Cuando apenas si estamos viendo la luz al final del túnel catalán, la aprobación del cupo vasco en el Congreso nos enfrenta con rotundidad a las contradicciones de un sistema político que no acaba de encontrar el rumbo para reorientar un país ciertamente desnortado.

El “shock” independentista parecía que nos había ayudado a consensuar en tiempo récord algo importante: las permanentes concesiones —singularmente económicas— a los nacionalismos no han logrado contentar a Cataluña. También parece que nos hemos puesto de acuerdo en que la praxis educativa y el uso de los medios de comunicación han hecho una Cataluña menos libre y por supuesto enajenada de España.

Alcanzados a toda prisa tan frágiles consensos y esperando que la aplicación del artículo 155 y las elecciones de diciembre nos permitan evitar el abismo, aparece el cupo vasco. Ya saben, el cálculo fiscal basado en el concierto económico consagrado en el Estatuto de Autonomía del País Vasco de 1979 (art. 41.1).

Un concierto económico que fue impulsado por Adolfo Suárez y Leopoldo Calvo-Sotelo (acuerdo en diciembre de 1980, ley en mayo de 1981), renovado por José María Aznar (Ley 12/2002, de 23 de mayo), ampliado en favor de las competencias vascas por Mariano Rajoy (Ley 7/2014, de 21 de abril) y ahora, de nuevo, mejorado por Rajoy en 2017.

Piensen bien el contexto en el que esto se produce. El 20 de septiembre de 2012 Artur Mas se reúne con Rajoy para pedirle un “concierto catalán”, que le fue negado por anticonstitucional; poco después de terminar la reunión, Mas dice que “si la negativa es tan evidente, habrá que tomar decisiones en los próximos días” y, efectivamente, siete días después se vota en el Parlament una moción que pedía convocar una consulta sobre la independencia de Cataluña, aprobada con el voto en contra de PSC, PP y C’s. Así nacieron los bloques independentista y constitucionalista.

Cinco años después, este origen del conflicto estalla en los acontecimientos catalanes que todos conocemos y, al mismo tiempo que el Poder Judicial encarcela a independentistas catalanes, el Poder Ejecutivo renegocia y mejora la financiación de Euskadi sin que todavía exista un marco general de financiación para el resto de las autonomías.

Hasta aquí, creo que queda suficientemente claro que se ha aprendido poco de los errores del pasado y que la disfunción central del sistema autonómico —la desigualdad entre CC.AA.— es ahora más profunda que nunca.

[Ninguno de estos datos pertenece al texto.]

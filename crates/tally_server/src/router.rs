//! Router construction for the tally server.

use std::sync::Arc;

use axum::{
    middleware as axum_mw,
    routing::{delete, get, post},
    Extension, Router,
};
use tally_core::LedgerService;
use tower::ServiceBuilder;
use tower_http::cors::{Any, CorsLayer};
use tower_http::trace::TraceLayer;

use crate::config::MaintenanceSource;
use crate::handlers;
use crate::session::{session_auth, SessionStore};

/// Build the full axum router with all routes and middleware.
pub fn build_router(
    service: Arc<dyn LedgerService>,
    sessions: Arc<SessionStore>,
    maintenance: MaintenanceSource,
) -> Router {
    // Routes that require a live session
    let protected = Router::new()
        .route("/api/session", get(handlers::auth::session))
        // Records, in the session's effective scope
        .route(
            "/api/records",
            get(handlers::records::list_records).post(handlers::records::create_record),
        )
        .route(
            "/api/records/inline_edit",
            post(handlers::records::inline_edit),
        )
        .route("/api/records/:id", delete(handlers::records::delete_record))
        .route(
            "/api/records/reset_scores",
            post(handlers::records::reset_scores),
        )
        .route("/api/records/reset_all", post(handlers::records::reset_all))
        .route("/api/admin/reset_data", post(handlers::records::reset_data))
        // Audit log
        .route("/api/logs", get(handlers::logs::list_logs))
        // Statistics
        .route("/api/stats/monthly", get(handlers::stats::monthly))
        .route("/api/stats/top", get(handlers::stats::top))
        // Accounts
        .route(
            "/api/users",
            get(handlers::users::list_users).post(handlers::users::create_account),
        )
        .route("/api/addaccount", post(handlers::users::create_account))
        .route("/api/users/:id/role", post(handlers::users::update_role))
        .route("/api/users/:id/scope", post(handlers::users::update_scope))
        .route("/api/users/:id", delete(handlers::users::delete_user))
        // Display labels
        .route(
            "/api/settings/monthly_title",
            post(handlers::settings::update_monthly_title),
        )
        .route(
            "/api/settings/stats",
            post(handlers::settings::update_stats_labels),
        )
        .layer(axum_mw::from_fn(session_auth));

    // Public routes (no session)
    let public = Router::new()
        .route("/health", get(handlers::health::health))
        .route("/api/maintenance", get(handlers::auth::maintenance))
        .route("/api/login", post(handlers::auth::login))
        .route("/api/logout", post(handlers::auth::logout));

    // Combine and add shared state
    public
        .merge(protected)
        .layer(Extension(service))
        .layer(Extension(sessions))
        .layer(Extension(maintenance))
        .layer(
            ServiceBuilder::new()
                .layer(TraceLayer::new_for_http())
                .layer(
                    CorsLayer::new()
                        .allow_origin(Any)
                        .allow_methods(Any)
                        .allow_headers(Any),
                ),
        )
}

Pero no es solo eso. No es solo que las cesiones ante los nacionalismos no hayan servido para calmar su ansiedad infinita por tener más. No es solo que no hayamos aprendido de ello y sigamos a día de hoy alimentando la dinámica que nos ha traído hasta aquí. No es solo que el problema “identitario” vaya a tener en vilo a Cataluña —de momento, solo Cataluña— por muchos años. No es solo que el Estado central se haya convertido en una máquina de producir independentistas.

No, no es solo eso. Es que además el sistema autonómico ha creado o exacerbado identidades que no existían. Desde Asturias hasta Murcia, desde Extremadura a Cantabria, zonas de España que en algunos casos ni siquiera estaban definidas a principios de los setenta, hoy han erigido un inmenso edificio institucional y cultural a medida de sus propias aspiraciones, ajenas a una idea global de España.

¿Se imaginan hoy un presidente de Andalucía que sea gallego? ¿O un asturiano que presida la Comunidad Valenciana? ¿Quizá un aragonés que presida Extremadura o un catalán que sea mandatario de Castilla y León? ¿Verdad que no? Eso también es nacionalismo, aunque nos lo neguemos a nosotros mismos. Nos resulta mucho más fácil asumir un presidente de EE.UU. de raza negra (y eso que allí la esclavitud fue legal hasta casi el comienzo del siglo XX).

El sistema autonómico es un problema. Y no solo por una cosa ni por dos ni por tres. Es un problema estructural y profundo que no ha solucionado disfunciones de hace cuarenta años (algunas las ha potenciado) y, además, ha creado otras nuevas. Ahora, en España, hay diecisiete nacionalismos. Todos diferentes, cierto, y unos más perniciosos que otros, cierto también. Pero todos con una esencia común. No lo olvidemos.